WHAT TO PRODUCE:
In the listing below, count the lines containing the string "warn". Reply with that number only.

======== INFORMATION SHOWN

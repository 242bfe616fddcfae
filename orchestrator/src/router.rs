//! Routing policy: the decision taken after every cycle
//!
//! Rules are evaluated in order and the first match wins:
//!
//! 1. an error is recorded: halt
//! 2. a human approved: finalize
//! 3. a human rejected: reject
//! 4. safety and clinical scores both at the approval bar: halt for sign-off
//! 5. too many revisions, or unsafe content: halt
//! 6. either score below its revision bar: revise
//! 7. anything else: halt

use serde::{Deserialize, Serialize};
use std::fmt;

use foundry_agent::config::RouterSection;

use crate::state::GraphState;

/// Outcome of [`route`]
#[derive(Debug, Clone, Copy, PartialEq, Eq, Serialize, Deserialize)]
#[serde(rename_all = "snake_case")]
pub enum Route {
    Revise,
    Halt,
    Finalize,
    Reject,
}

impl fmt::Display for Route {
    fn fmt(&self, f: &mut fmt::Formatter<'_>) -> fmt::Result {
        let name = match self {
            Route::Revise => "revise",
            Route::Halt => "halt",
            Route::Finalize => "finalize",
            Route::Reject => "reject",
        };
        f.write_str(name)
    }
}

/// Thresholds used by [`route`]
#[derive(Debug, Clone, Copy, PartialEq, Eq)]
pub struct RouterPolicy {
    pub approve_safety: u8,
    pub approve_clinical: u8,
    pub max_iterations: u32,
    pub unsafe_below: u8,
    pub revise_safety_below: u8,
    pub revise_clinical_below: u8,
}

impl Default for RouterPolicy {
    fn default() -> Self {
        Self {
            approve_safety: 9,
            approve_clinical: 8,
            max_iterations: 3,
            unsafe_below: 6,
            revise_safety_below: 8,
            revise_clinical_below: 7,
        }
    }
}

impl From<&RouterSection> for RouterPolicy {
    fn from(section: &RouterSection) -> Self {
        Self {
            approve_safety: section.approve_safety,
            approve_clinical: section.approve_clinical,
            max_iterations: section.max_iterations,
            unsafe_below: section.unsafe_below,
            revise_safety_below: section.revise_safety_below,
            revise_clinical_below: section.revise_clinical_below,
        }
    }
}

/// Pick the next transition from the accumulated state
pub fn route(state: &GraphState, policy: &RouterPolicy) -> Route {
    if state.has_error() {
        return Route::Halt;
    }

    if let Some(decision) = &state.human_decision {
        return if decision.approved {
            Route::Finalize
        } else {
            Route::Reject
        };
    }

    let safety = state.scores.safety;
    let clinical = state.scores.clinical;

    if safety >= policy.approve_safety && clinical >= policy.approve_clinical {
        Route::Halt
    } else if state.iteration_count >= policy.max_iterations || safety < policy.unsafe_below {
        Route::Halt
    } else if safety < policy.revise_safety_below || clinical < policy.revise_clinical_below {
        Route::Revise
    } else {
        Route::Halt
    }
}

================
======== INFORMATION SHOWN

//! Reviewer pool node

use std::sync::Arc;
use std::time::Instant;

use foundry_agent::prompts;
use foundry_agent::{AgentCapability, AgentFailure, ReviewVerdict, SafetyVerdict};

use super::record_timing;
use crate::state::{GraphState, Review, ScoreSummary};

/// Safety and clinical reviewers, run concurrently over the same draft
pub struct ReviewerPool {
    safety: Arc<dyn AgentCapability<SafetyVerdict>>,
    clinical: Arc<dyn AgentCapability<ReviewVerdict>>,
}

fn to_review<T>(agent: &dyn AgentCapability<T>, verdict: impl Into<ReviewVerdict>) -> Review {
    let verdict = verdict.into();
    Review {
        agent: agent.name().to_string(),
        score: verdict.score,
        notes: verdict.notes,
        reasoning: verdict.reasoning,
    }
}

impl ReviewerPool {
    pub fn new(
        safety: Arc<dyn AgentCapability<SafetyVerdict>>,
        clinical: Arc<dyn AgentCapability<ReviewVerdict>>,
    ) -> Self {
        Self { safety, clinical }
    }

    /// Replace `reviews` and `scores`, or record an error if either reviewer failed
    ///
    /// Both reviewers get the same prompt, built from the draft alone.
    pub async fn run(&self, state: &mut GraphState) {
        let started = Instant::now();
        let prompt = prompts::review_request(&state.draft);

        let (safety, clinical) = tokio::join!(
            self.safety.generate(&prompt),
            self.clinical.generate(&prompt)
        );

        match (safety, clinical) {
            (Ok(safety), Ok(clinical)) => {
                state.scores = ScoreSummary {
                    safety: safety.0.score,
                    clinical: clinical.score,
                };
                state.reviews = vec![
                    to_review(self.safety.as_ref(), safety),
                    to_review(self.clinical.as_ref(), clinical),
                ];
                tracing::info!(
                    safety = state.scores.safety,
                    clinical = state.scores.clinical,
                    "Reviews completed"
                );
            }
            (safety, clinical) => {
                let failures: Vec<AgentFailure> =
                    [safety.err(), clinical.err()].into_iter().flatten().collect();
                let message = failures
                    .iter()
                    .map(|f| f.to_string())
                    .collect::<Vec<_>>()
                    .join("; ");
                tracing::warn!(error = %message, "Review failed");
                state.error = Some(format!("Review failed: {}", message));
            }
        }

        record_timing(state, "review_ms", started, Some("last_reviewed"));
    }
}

================
======== INFORMATION SHOWN

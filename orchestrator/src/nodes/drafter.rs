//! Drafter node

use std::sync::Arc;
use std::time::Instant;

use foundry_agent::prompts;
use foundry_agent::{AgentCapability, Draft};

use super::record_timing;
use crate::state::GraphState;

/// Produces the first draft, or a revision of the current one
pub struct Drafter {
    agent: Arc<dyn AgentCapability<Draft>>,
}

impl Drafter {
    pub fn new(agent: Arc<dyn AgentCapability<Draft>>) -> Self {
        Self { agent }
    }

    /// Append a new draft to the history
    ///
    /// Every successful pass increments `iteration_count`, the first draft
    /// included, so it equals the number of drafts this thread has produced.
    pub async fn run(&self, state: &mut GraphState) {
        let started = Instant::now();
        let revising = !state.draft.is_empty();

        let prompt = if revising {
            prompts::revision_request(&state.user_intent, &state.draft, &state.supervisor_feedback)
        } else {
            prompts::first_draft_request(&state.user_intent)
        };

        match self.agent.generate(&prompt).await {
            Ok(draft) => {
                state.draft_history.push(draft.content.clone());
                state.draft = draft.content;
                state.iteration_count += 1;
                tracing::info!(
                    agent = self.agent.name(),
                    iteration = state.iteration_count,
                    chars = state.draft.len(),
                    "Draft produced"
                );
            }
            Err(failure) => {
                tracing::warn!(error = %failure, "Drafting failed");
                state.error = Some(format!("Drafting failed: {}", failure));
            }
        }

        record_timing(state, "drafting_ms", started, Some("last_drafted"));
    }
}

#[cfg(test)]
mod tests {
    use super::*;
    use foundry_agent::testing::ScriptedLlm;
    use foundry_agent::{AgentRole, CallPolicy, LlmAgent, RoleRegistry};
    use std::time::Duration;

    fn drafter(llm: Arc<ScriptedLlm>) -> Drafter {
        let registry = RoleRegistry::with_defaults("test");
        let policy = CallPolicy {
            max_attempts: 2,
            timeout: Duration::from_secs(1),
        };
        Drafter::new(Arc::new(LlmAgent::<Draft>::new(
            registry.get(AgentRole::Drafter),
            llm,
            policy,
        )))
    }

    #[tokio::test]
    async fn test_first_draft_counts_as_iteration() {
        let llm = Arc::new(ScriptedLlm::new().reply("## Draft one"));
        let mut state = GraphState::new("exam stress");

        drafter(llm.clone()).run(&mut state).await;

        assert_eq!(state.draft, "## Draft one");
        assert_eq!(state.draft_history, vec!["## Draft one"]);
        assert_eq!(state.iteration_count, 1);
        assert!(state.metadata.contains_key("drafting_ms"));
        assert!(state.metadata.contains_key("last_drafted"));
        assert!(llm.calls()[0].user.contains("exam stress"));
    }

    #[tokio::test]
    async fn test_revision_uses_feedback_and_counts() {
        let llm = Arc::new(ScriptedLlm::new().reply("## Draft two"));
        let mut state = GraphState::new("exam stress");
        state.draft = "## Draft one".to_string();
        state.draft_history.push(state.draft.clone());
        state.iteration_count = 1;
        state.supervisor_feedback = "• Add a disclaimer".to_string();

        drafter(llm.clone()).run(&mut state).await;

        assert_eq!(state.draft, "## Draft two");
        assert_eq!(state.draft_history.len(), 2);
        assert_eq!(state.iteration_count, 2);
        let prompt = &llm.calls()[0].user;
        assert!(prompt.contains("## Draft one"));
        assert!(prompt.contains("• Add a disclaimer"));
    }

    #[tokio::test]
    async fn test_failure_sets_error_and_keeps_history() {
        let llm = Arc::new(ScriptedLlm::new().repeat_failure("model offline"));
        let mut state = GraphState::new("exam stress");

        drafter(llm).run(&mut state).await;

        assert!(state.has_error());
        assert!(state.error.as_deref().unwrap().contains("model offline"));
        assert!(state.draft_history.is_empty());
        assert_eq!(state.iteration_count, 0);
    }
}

================

EXERCISE RESULT:
2